Check out this paper in eLife, in which the authors use machine learning applied to facial images to determine whether people have genetic disorders. So cool! From what I can gather, they use a training set of just under 3000 images of faces (1300 or so of them have a genetic disorder) and then use facial recognition software to quantify those images. Using that quantification, they can cluster different disorders based on these facial features–check out this cool animation showing the morphing of an average normal face to an average face of various disorders. Although they started with a training set of 8 syndromes, the resulting characteristics they used (the “Clinical Face Phenotype Space”) was sufficiently rich to distinguish 90 different syndromes with reasonable accuracy.
“Reasonable accuracy” being a key point. The authors are quick to point out that their accuracy (varies, can be around 95%) is not sufficient for diagnostic purposes, where you really want to know 100% (or as close to it as possible). Rather, it can assist the clinician by giving them some idea of what potential disorders might be. The advantage would be that pictures are so easy to take and share. With modern cell phone cameras having penetrated virtually every market in the world and their classification being computational, then a pretty big fraction of the world population could easily participate. I think this is one of the highlights of their work, because they note that previous approaches relied on 3D scans of people, which are obviously considerably harder to get your hands on.
This approach will have to compete with sequencing, which is both definitive for genetic disorders and getting cheaper and cheaper (woe to the imagers among us!). It doesn’t feel like a stretch to imagine sequencing a person for, say, $10 or $1 in the not so distant future, at which point sequencing’s advantages would be hard to beat.
That said, I feel like the approach in this paper has a lot of implications, even in a future where sequencing is much cheaper and more accessible. Firstly, there are diseases that are genetic but have no simple or readily discernible genetic basis, in which case sequencing may not reveal the answer (although as the number of genome sequences available increase, this may change).

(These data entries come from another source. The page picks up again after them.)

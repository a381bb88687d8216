//! Run configuration file format and validation.
//!
//! A run file names a demo plant, the controller and solver settings, the
//! uncertainty set the controller plans against, and the realization
//! schedule the simulated plant actually follows.

use crate::demos::DemoModel;
use crate::error::{AppError, AppResult};
use rmpc_control::MpcSettings;
use rmpc_core::Real;
use rmpc_sim::SimulatorSettings;
use rmpc_solver::AugLagConfig;
use serde::{Deserialize, Serialize};
use std::collections::{BTreeMap, HashSet};
use std::path::{Path, PathBuf};

#[derive(thiserror::Error, Debug, Clone, PartialEq)]
pub enum ValidationError {
    #[error("Duplicate ID: {id} in {context}")]
    DuplicateId { id: String, context: String },

    #[error("Missing reference: {id} in {context}")]
    MissingReference { id: String, context: String },

    #[error("Invalid value: {field} = {value} ({reason})")]
    InvalidValue {
        field: String,
        value: String,
        reason: String,
    },
}

fn invalid(field: &str, value: impl ToString, reason: &str) -> ValidationError {
    ValidationError::InvalidValue {
        field: field.to_string(),
        value: value.to_string(),
        reason: reason.to_string(),
    }
}

/// Realizations of one uncertain parameter, nominal first.
#[derive(Clone, Debug, PartialEq, Serialize, Deserialize)]
pub struct UncertaintyDef {
    pub name: String,
    pub values: Vec<Real>,
    #[serde(default, skip_serializing_if = "Option::is_none")]
    pub probabilities: Option<Vec<Real>>,
}

/// Plant parameter values in force from `from_time` on. Parameters not
/// listed keep their nominal value.
#[derive(Clone, Debug, PartialEq, Serialize, Deserialize)]
pub struct PlantSegment {
    pub from_time: Real,
    pub values: BTreeMap<String, Real>,
}

#[derive(Clone, Debug, PartialEq, Serialize, Deserialize)]
pub struct RunConfig {
    pub name: String,
    pub model: DemoModel,
    #[serde(default)]
    pub controller: MpcSettings,
    #[serde(default)]
    pub solver: AugLagConfig,
    #[serde(default)]
    pub uncertainty: Vec<UncertaintyDef>,
    pub initial_state: Vec<Real>,
    #[serde(default)]
    pub simulator: SimulatorSettings,
    #[serde(default)]
    pub plant: Vec<PlantSegment>,
    pub n_steps: usize,
    #[serde(default = "default_output_dir")]
    pub output_dir: PathBuf,
    /// Store the full scenario solution with every log entry.
    #[serde(default)]
    pub record_snapshots: bool,
}

fn default_output_dir() -> PathBuf {
    PathBuf::from("runs")
}

impl RunConfig {
    /// Runnable config for a demo plant with its suggested realizations,
    /// the plant held at nominal and everything else at defaults.
    pub fn demo(model: DemoModel) -> Self {
        let uncertainty = model
            .default_realizations()
            .into_iter()
            .map(|(name, values)| UncertaintyDef {
                name: name.to_string(),
                values,
                probabilities: None,
            })
            .collect();
        let (initial_state, controller) = match model {
            DemoModel::Integrator => (
                vec![0.0],
                MpcSettings {
                    n_horizon: 5,
                    n_robust: 0,
                    ..MpcSettings::default()
                },
            ),
            DemoModel::MassSpringDamper => (
                vec![1.0, 0.0],
                MpcSettings {
                    n_horizon: 8,
                    n_robust: 1,
                    t_step: 0.5,
                    ..MpcSettings::default()
                },
            ),
        };
        let simulator = SimulatorSettings {
            t_step: controller.t_step,
            ..SimulatorSettings::default()
        };
        Self {
            name: model.label().to_string(),
            model,
            controller,
            solver: AugLagConfig::default(),
            uncertainty,
            initial_state,
            simulator,
            plant: Vec::new(),
            n_steps: 10,
            output_dir: default_output_dir(),
            record_snapshots: false,
        }
    }

    /// Realizations of `name`, if listed.
    pub fn uncertainty_for(&self, name: &str) -> Option<&UncertaintyDef> {
        self.uncertainty.iter().find(|u| u.name == name)
    }
}

pub fn load_yaml(path: &Path) -> AppResult<RunConfig> {
    let content = std::fs::read_to_string(path).map_err(|source| AppError::ConfigRead {
        path: path.to_path_buf(),
        source,
    })?;
    let config: RunConfig = serde_yaml::from_str(&content)?;
    validate_config(&config)?;
    Ok(config)
}

pub fn save_yaml(path: &Path, config: &RunConfig) -> AppResult<()> {
    validate_config(config)?;
    let content = serde_yaml::to_string(config)?;
    std::fs::write(path, content).map_err(|source| AppError::ConfigWrite {
        path: path.to_path_buf(),
        source,
    })?;
    Ok(())
}

pub fn validate_config(config: &RunConfig) -> Result<(), ValidationError> {
    if config.name.trim().is_empty() {
        return Err(invalid("name", "", "must not be empty"));
    }
    if config.n_steps == 0 {
        return Err(invalid("n_steps", 0, "must be positive"));
    }

    validate_controller(&config.controller)?;
    validate_solver(&config.solver)?;

    config
        .simulator
        .validate()
        .map_err(|e| invalid("simulator", "", &e.to_string()))?;
    if config.simulator.t_step != config.controller.t_step {
        return Err(invalid(
            "simulator.t_step",
            config.simulator.t_step,
            "must equal controller.t_step",
        ));
    }

    let states = config.model.state_names();
    if config.initial_state.len() != states.len() {
        return Err(invalid(
            "initial_state",
            format!("{:?}", config.initial_state),
            &format!("expected {} entries ({})", states.len(), states.join(", ")),
        ));
    }
    if config.initial_state.iter().any(|v| !v.is_finite()) {
        return Err(invalid(
            "initial_state",
            format!("{:?}", config.initial_state),
            "entries must be finite",
        ));
    }

    let params = config.model.parameter_names();
    validate_uncertainty(&config.uncertainty, params)?;
    validate_plant(&config.plant, params)?;
    Ok(())
}

fn validate_controller(s: &MpcSettings) -> Result<(), ValidationError> {
    if s.n_horizon == 0 {
        return Err(invalid("controller.n_horizon", 0, "must be positive"));
    }
    if s.n_robust > s.n_horizon {
        return Err(invalid(
            "controller.n_robust",
            s.n_robust,
            "must not exceed n_horizon",
        ));
    }
    if !(s.t_step.is_finite() && s.t_step > 0.0) {
        return Err(invalid("controller.t_step", s.t_step, "must be positive"));
    }
    s.collocation
        .validate()
        .map_err(|e| invalid("controller.collocation", "", &e.to_string()))?;
    Ok(())
}

fn validate_solver(s: &AugLagConfig) -> Result<(), ValidationError> {
    if s.max_outer_iterations == 0 || s.max_inner_iterations == 0 {
        return Err(invalid("solver", "", "iteration limits must be positive"));
    }
    if !(s.optimality_tol > 0.0 && s.constraint_tol > 0.0) {
        return Err(invalid("solver", "", "tolerances must be positive"));
    }
    if !(s.initial_penalty > 0.0 && s.penalty_growth > 1.0 && s.max_penalty >= s.initial_penalty)
    {
        return Err(invalid(
            "solver.initial_penalty",
            s.initial_penalty,
            "penalty schedule must start positive and grow",
        ));
    }
    if let Some(t) = s.max_wall_time_s {
        if !(t.is_finite() && t > 0.0) {
            return Err(invalid(
                "solver.max_wall_time_s",
                t,
                "wall-clock budget must be positive and finite",
            ));
        }
    }
    Ok(())
}

fn validate_uncertainty(defs: &[UncertaintyDef], params: &[&str]) -> Result<(), ValidationError> {
    let mut seen = HashSet::new();
    for def in defs {
        if !seen.insert(def.name.as_str()) {
            return Err(ValidationError::DuplicateId {
                id: def.name.clone(),
                context: "uncertainty".to_string(),
            });
        }
        if !params.contains(&def.name.as_str()) {
            return Err(ValidationError::MissingReference {
                id: def.name.clone(),
                context: "uncertainty (not a model parameter)".to_string(),
            });
        }
        let field = format!("uncertainty.{}", def.name);
        if def.values.is_empty() {
            return Err(invalid(&field, "[]", "needs at least one realization"));
        }
        if def.values.iter().any(|v| !v.is_finite()) {
            return Err(invalid(
                &field,
                format!("{:?}", def.values),
                "realizations must be finite",
            ));
        }
        if let Some(probs) = &def.probabilities {
            if probs.len() != def.values.len() {
                return Err(invalid(
                    &format!("{field}.probabilities"),
                    format!("{probs:?}"),
                    "needs one probability per realization",
                ));
            }
        }
    }
    for name in params {
        if !seen.contains(name) {
            return Err(ValidationError::MissingReference {
                id: name.to_string(),
                context: "uncertainty (model parameter without realizations)".to_string(),
            });
        }
    }
    Ok(())
}

fn validate_plant(segments: &[PlantSegment], params: &[&str]) -> Result<(), ValidationError> {
    let mut last: Option<Real> = None;
    for seg in segments {
        if !(seg.from_time.is_finite() && seg.from_time >= 0.0) {
            return Err(invalid(
                "plant.from_time",
                seg.from_time,
                "must be finite and non-negative",
            ));
        }
        if last.is_some_and(|t| seg.from_time <= t) {
            return Err(invalid(
                "plant.from_time",
                seg.from_time,
                "segments must be strictly increasing in time",
            ));
        }
        last = Some(seg.from_time);
        for (name, value) in &seg.values {
            if !params.contains(&name.as_str()) {
                return Err(ValidationError::MissingReference {
                    id: name.clone(),
                    context: "plant (not a model parameter)".to_string(),
                });
            }
            if !value.is_finite() {
                return Err(invalid(&format!("plant.{name}"), value, "must be finite"));
            }
        }
    }
    Ok(())
}

#[cfg(test)]
mod tests {
    use super::*;

    #[test]
    fn demo_configs_are_valid() {
        validate_config(&RunConfig::demo(DemoModel::Integrator)).unwrap();
        validate_config(&RunConfig::demo(DemoModel::MassSpringDamper)).unwrap();
    }

    #[test]
    fn yaml_roundtrip_with_defaults() {
        let yaml = r#"
name: msd
model: mass_spring_damper
controller:
  n_horizon: 6
  n_robust: 1
  t_step: 0.5
simulator:
  t_step: 0.5
  integrator: rk4
uncertainty:
  - name: stiffness
    values: [1.0, 0.8, 1.2]
  - name: damping
    values: [0.5, 0.3]
    probabilities: [0.75, 0.25]
plant:
  - from_time: 2.0
    values:
      stiffness: 1.2
initial_state: [1.0, 0.0]
n_steps: 4
"#;
        let config: RunConfig = serde_yaml::from_str(yaml).unwrap();
        validate_config(&config).unwrap();
        assert_eq!(config.controller.collocation.degree, 2);
        assert_eq!(config.output_dir, PathBuf::from("runs"));
        assert_eq!(
            config.uncertainty_for("damping").unwrap().probabilities,
            Some(vec![0.75, 0.25])
        );

        let text = serde_yaml::to_string(&config).unwrap();
        let back: RunConfig = serde_yaml::from_str(&text).unwrap();
        assert_eq!(back, config);
    }

    #[test]
    fn missing_parameter_realizations_rejected() {
        let mut config = RunConfig::demo(DemoModel::MassSpringDamper);
        config.uncertainty.retain(|u| u.name != "damping");
        assert_eq!(
            validate_config(&config),
            Err(ValidationError::MissingReference {
                id: "damping".to_string(),
                context: "uncertainty (model parameter without realizations)".to_string(),
            })
        );
    }

    #[test]
    fn unknown_and_duplicate_parameters_rejected() {
        let mut config = RunConfig::demo(DemoModel::MassSpringDamper);
        config.uncertainty.push(UncertaintyDef {
            name: "mass".to_string(),
            values: vec![1.0],
            probabilities: None,
        });
        assert!(matches!(
            validate_config(&config),
            Err(ValidationError::MissingReference { .. })
        ));

        let mut config = RunConfig::demo(DemoModel::MassSpringDamper);
        let dup = config.uncertainty[0].clone();
        config.uncertainty.push(dup);
        assert!(matches!(
            validate_config(&config),
            Err(ValidationError::DuplicateId { .. })
        ));
    }

    #[test]
    fn mismatched_sampling_periods_rejected() {
        let mut config = RunConfig::demo(DemoModel::Integrator);
        config.simulator.t_step = 0.25;
        assert!(matches!(
            validate_config(&config),
            Err(ValidationError::InvalidValue { field, .. }) if field == "simulator.t_step"
        ));
    }

    #[test]
    fn bad_initial_state_and_schedule_rejected() {
        let mut config = RunConfig::demo(DemoModel::MassSpringDamper);
        config.initial_state = vec![1.0];
        assert!(validate_config(&config).is_err());

        let mut config = RunConfig::demo(DemoModel::MassSpringDamper);
        config.plant = vec![
            PlantSegment {
                from_time: 1.0,
                values: BTreeMap::from([("stiffness".to_string(), 0.9)]),
            },
            PlantSegment {
                from_time: 1.0,
                values: BTreeMap::new(),
            },
        ];
        assert!(validate_config(&config).is_err());
    }

    #[test]
    fn degree_zero_collocation_rejected() {
        let mut config = RunConfig::demo(DemoModel::Integrator);
        config.controller.collocation.degree = 0;
        assert!(matches!(
            validate_config(&config),
            Err(ValidationError::InvalidValue { field, .. }) if field == "controller.collocation"
        ));
    }

    #[test]
    fn wall_time_budget_in_seconds() {
        let mut config = RunConfig::demo(DemoModel::Integrator);
        config.solver.max_wall_time_s = Some(2.5);
        validate_config(&config).unwrap();
        let text = serde_yaml::to_string(&config).unwrap();
        assert!(text.contains("max_wall_time_s: 2.5"));
        let back: RunConfig = serde_yaml::from_str(&text).unwrap();
        assert_eq!(back.solver.max_wall_time_s, Some(2.5));

        for bad in [0.0, -1.0, f64::INFINITY, f64::NAN] {
            let mut config = RunConfig::demo(DemoModel::Integrator);
            config.solver.max_wall_time_s = Some(bad);
            assert!(matches!(
                validate_config(&config),
                Err(ValidationError::InvalidValue { field, .. }) if field == "solver.max_wall_time_s"
            ));
        }
    }

    #[test]
    fn save_then_load() {
        let dir = std::env::temp_dir().join(format!("rmpc_config_{}", std::process::id()));
        std::fs::create_dir_all(&dir).unwrap();
        let path = dir.join("run.yaml");
        let config = RunConfig::demo(DemoModel::MassSpringDamper);
        save_yaml(&path, &config).unwrap();
        assert_eq!(load_yaml(&path).unwrap(), config);
        std::fs::remove_dir_all(&dir).ok();
    }
}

Secondly, and perhaps more importantly, images are ubiquitous in ways that sequences are not. If you want someone’s sequence, you still have to get a physical sample. Not so for images, which are just a click away on Facebook. Will employers and insurers be able to discriminate based on a picture? Matchmakers? Can Facebook run the world’s largest genetic analyses? Will Facebook suggest friends with shared disorders? Can a family picture turn into a genetic pedigree? The authors even try to diagnose Abraham Lincoln with Marfan disorder from an old picture, and got a partial match. I’m sure a lot will depend on the ultimate limitations of image-based phenotyping, but still, this paper definitely got my mind whirring.